Aim of the task
Check each line of the material. Copy those containing "keys".
──────────
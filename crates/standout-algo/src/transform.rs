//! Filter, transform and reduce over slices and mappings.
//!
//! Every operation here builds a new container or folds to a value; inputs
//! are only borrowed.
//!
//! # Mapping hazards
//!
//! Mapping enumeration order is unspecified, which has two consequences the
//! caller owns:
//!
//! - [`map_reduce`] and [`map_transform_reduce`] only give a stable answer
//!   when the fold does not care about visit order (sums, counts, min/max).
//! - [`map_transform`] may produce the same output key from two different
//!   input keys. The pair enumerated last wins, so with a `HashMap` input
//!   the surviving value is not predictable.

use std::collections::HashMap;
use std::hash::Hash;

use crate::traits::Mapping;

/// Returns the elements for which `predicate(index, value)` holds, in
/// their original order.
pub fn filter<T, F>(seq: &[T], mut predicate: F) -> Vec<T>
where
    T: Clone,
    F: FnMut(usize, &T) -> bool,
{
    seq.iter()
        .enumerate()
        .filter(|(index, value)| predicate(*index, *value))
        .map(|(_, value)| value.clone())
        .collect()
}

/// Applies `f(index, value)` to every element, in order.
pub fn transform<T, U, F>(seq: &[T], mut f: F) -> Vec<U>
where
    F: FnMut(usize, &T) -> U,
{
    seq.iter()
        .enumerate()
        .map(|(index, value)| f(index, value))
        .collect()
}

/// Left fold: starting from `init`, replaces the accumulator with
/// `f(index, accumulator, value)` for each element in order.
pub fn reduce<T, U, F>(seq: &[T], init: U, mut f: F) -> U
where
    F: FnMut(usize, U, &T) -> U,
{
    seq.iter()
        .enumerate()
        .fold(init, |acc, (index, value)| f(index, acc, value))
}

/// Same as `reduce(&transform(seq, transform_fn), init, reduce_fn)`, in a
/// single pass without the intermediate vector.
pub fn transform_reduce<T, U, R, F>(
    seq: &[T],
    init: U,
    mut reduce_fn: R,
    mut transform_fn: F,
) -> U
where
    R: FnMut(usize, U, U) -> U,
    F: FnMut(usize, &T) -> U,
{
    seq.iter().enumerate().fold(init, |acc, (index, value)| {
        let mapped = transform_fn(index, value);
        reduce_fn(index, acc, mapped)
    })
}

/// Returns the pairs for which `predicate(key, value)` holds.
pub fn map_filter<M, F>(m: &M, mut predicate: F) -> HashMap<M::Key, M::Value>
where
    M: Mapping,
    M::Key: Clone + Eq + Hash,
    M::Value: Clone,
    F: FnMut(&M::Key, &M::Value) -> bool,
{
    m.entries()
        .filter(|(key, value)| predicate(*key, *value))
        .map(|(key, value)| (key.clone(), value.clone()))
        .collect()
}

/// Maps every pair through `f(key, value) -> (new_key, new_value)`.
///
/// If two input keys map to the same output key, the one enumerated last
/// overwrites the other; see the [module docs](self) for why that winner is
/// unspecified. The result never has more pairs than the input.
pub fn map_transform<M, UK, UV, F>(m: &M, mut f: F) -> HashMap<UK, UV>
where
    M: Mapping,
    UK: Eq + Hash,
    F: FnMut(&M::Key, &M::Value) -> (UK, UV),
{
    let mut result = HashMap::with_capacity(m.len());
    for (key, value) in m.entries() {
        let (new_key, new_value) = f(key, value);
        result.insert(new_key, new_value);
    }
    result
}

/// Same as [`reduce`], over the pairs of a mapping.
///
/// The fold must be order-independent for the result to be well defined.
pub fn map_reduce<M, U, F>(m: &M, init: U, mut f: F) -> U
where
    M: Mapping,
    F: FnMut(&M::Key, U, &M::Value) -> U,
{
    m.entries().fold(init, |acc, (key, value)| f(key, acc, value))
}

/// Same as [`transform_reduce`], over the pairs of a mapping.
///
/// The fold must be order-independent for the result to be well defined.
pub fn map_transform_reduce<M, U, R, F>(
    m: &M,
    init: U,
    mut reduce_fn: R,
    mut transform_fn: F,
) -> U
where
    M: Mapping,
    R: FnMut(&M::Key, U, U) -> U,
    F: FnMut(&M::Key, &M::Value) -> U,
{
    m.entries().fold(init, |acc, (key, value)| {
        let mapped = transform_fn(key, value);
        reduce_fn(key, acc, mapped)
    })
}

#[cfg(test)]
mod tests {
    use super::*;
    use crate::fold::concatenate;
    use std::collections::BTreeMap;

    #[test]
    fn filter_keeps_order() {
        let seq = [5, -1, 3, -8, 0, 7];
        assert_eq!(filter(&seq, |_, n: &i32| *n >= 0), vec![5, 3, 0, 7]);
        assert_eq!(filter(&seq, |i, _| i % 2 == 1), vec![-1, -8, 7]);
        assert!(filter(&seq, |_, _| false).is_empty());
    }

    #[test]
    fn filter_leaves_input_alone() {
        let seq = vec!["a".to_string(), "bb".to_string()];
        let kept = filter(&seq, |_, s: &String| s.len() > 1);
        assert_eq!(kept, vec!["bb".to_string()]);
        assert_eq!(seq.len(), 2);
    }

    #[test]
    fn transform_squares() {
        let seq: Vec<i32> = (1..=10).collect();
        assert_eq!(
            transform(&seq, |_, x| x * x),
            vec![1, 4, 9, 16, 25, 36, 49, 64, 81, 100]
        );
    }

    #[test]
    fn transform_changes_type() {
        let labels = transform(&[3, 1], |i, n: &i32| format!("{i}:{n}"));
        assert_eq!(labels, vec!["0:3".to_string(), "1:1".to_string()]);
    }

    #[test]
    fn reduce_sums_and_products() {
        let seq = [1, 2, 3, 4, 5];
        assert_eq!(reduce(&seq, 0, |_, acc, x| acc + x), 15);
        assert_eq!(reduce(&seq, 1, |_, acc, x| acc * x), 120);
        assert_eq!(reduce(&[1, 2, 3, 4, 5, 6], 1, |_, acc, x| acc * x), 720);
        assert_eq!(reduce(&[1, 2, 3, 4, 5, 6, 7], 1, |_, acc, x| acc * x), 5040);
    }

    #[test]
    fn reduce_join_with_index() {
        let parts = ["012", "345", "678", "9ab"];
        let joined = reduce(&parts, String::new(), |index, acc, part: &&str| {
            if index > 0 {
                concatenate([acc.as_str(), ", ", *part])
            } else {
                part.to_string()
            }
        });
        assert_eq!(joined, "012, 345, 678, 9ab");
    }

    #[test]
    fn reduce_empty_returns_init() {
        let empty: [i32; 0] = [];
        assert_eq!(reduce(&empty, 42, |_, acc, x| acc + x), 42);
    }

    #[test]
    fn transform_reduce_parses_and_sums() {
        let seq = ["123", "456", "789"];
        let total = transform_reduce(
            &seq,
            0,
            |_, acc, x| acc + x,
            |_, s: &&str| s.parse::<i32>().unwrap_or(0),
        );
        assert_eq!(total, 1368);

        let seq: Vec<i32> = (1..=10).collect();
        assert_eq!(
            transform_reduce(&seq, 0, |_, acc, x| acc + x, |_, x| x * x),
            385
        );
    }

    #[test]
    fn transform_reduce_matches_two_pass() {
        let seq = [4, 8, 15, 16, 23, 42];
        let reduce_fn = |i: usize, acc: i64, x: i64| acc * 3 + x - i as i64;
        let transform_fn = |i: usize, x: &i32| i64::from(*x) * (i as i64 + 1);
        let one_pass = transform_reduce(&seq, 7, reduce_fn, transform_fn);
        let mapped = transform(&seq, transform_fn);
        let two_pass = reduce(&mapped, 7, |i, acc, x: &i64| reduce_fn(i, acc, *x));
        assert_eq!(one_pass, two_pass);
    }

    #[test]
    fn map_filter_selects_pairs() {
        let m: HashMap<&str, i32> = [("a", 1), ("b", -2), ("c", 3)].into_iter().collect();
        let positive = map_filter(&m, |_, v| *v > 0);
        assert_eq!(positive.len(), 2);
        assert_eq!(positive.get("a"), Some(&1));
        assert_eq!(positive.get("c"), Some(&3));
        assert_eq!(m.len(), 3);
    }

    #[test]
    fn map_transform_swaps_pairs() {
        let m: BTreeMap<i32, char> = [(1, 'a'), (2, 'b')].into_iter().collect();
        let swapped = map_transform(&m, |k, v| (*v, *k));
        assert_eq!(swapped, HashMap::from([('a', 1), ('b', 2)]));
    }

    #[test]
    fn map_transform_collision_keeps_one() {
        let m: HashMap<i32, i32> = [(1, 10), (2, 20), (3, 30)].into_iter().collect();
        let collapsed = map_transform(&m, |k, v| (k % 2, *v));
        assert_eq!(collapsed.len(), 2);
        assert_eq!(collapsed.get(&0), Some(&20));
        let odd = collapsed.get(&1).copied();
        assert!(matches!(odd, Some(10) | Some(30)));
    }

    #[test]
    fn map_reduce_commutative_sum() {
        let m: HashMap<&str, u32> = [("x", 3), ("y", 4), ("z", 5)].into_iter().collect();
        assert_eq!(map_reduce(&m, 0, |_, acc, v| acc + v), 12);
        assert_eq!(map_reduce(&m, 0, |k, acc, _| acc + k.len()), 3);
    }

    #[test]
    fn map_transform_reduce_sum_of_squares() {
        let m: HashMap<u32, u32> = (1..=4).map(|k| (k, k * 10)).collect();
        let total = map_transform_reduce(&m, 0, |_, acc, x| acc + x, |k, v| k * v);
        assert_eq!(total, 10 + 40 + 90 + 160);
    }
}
──────────
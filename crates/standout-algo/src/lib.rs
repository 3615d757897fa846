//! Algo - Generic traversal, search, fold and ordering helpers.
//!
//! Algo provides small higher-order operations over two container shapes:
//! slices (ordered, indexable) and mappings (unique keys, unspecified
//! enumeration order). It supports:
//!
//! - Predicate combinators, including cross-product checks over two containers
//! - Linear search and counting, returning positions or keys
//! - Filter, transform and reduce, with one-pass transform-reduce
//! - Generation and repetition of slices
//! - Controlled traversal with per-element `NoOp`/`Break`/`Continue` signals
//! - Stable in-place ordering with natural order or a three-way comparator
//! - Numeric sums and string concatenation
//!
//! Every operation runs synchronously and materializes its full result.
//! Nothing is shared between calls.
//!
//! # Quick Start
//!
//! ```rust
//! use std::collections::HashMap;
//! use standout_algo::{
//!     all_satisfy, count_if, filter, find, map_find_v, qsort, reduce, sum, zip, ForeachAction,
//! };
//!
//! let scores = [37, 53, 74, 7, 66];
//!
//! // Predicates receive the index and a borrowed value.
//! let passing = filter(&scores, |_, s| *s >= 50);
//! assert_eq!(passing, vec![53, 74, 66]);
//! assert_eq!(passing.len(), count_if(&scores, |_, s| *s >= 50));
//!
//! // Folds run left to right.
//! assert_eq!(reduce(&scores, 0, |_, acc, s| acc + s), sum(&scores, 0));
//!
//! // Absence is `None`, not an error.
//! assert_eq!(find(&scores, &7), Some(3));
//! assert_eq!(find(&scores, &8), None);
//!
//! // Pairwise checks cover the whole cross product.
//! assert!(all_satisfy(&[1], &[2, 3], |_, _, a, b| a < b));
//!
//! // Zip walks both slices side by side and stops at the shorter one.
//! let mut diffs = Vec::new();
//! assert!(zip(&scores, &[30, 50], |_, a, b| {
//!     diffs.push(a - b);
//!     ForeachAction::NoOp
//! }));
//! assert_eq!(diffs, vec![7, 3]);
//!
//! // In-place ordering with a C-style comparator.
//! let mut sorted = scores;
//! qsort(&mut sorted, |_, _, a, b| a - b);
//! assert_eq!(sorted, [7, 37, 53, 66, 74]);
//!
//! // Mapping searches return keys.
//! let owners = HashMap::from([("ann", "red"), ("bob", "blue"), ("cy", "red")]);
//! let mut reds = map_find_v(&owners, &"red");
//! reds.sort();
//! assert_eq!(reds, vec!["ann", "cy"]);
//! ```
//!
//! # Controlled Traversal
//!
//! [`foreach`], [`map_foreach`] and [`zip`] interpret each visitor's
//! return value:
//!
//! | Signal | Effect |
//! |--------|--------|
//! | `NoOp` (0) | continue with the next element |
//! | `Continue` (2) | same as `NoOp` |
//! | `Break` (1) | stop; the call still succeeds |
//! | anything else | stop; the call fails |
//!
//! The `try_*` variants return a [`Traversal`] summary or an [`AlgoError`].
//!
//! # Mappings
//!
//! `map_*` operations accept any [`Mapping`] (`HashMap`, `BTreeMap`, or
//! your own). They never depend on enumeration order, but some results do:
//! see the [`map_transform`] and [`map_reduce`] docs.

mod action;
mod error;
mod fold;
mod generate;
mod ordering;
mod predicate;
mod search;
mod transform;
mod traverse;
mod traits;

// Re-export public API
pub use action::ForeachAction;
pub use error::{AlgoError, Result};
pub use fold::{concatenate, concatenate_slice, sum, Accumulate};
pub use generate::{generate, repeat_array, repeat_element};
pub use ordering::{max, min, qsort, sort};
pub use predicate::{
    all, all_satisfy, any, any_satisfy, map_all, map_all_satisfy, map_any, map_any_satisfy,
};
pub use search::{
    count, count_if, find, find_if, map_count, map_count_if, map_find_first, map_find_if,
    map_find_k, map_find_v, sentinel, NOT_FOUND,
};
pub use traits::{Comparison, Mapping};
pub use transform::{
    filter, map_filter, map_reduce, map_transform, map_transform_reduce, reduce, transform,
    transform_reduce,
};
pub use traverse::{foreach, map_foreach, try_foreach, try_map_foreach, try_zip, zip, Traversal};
──────────
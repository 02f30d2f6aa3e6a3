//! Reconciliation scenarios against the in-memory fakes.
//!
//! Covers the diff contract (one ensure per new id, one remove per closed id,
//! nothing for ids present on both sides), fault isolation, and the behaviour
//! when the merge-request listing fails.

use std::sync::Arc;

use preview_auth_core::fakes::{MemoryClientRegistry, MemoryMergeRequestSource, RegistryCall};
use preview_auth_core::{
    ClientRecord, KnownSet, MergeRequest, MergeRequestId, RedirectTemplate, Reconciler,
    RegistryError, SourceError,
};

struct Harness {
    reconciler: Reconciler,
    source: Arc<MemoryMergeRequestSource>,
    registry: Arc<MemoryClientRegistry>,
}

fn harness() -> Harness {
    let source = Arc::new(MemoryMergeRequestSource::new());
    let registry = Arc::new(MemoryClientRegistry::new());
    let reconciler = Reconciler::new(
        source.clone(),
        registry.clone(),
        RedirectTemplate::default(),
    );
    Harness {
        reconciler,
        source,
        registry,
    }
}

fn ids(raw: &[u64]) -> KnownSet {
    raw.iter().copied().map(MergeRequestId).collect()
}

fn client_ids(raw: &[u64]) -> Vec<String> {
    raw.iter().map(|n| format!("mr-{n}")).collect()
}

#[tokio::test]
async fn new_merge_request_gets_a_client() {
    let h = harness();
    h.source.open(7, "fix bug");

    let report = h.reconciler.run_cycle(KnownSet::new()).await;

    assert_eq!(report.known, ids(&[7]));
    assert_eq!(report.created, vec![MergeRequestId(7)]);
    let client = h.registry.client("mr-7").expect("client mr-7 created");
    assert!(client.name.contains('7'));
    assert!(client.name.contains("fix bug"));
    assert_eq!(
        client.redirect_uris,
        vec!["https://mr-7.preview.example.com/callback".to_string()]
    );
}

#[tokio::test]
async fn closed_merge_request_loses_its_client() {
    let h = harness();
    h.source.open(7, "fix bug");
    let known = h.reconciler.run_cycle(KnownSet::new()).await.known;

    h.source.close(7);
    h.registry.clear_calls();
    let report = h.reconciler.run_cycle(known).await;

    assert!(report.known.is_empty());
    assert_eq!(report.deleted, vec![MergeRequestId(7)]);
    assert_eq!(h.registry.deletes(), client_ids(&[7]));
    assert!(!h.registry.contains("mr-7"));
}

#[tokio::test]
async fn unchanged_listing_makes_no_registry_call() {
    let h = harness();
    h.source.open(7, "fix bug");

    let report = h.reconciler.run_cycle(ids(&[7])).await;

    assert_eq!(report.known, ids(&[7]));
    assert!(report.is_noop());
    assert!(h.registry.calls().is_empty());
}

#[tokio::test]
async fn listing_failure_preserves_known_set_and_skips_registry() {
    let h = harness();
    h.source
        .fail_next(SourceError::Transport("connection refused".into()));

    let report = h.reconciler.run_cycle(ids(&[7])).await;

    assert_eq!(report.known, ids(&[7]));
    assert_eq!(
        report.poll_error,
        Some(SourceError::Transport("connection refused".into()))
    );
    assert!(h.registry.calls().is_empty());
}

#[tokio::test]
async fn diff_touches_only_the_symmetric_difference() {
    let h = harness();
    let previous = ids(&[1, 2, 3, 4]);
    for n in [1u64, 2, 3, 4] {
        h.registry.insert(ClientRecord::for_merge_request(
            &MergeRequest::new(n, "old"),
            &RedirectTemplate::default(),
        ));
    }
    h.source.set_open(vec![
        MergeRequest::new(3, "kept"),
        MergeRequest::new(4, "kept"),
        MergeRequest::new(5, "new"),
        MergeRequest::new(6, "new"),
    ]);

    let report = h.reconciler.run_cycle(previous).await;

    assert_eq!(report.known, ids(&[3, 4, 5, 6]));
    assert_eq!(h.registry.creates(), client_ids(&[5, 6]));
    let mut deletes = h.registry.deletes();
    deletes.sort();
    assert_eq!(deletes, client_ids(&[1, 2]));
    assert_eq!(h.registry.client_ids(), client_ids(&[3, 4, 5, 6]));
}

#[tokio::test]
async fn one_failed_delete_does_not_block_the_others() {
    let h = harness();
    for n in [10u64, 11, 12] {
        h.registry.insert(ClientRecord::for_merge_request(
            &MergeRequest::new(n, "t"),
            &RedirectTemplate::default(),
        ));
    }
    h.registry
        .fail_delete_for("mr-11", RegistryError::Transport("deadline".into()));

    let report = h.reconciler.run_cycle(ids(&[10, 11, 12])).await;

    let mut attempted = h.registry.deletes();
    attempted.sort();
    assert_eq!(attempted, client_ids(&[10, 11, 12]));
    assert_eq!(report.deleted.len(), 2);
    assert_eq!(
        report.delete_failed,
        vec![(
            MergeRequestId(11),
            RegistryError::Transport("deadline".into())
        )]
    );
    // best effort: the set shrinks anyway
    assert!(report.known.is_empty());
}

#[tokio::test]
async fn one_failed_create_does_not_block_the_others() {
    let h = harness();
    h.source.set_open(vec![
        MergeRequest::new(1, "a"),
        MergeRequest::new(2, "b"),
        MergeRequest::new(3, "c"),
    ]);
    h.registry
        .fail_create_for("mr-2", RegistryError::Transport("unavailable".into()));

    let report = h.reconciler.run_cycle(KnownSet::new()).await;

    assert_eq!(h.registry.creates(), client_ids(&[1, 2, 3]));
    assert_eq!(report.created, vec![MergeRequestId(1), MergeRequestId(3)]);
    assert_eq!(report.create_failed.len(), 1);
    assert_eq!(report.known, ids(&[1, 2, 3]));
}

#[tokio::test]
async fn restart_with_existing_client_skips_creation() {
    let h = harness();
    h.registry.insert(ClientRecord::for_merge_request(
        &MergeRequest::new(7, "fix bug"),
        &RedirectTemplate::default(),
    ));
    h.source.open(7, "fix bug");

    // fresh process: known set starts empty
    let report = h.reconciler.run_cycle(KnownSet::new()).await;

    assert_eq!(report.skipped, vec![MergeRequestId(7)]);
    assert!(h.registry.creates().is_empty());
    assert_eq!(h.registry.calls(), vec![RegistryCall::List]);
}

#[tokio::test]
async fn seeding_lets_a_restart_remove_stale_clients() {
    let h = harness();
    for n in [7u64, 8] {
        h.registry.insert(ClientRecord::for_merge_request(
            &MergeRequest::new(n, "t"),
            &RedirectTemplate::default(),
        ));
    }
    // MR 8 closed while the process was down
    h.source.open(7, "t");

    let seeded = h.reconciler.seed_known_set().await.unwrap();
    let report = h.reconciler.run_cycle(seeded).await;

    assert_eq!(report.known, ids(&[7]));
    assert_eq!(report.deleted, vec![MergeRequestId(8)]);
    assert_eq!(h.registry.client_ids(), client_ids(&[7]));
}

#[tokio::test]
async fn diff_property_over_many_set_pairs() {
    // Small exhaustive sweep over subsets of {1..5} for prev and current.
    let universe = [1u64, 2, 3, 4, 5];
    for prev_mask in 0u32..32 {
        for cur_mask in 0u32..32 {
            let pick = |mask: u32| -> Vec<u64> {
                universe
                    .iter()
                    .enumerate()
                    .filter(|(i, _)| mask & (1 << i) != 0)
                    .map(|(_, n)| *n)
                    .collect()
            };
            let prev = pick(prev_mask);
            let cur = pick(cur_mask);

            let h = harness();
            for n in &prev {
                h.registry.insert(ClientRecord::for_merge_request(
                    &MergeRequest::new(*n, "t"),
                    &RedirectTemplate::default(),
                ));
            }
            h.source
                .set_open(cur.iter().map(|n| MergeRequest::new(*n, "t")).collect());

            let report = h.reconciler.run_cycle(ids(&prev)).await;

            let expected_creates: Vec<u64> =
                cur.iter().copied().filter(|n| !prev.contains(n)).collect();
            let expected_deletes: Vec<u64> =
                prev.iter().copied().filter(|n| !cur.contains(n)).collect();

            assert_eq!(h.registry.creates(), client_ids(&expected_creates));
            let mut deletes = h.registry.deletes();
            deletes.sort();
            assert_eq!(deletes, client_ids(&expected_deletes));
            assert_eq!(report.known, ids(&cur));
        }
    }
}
──────────
Exercise solution
//!   input keys. The pair enumerated last wins, so with a `HashMap` input
/// If two input keys map to the same output key, the one enumerated last
//! slices (ordered, indexable) and mappings (unique keys, unspecified
//! - Linear search and counting, returning positions or keys
//! // Mapping searches return keys.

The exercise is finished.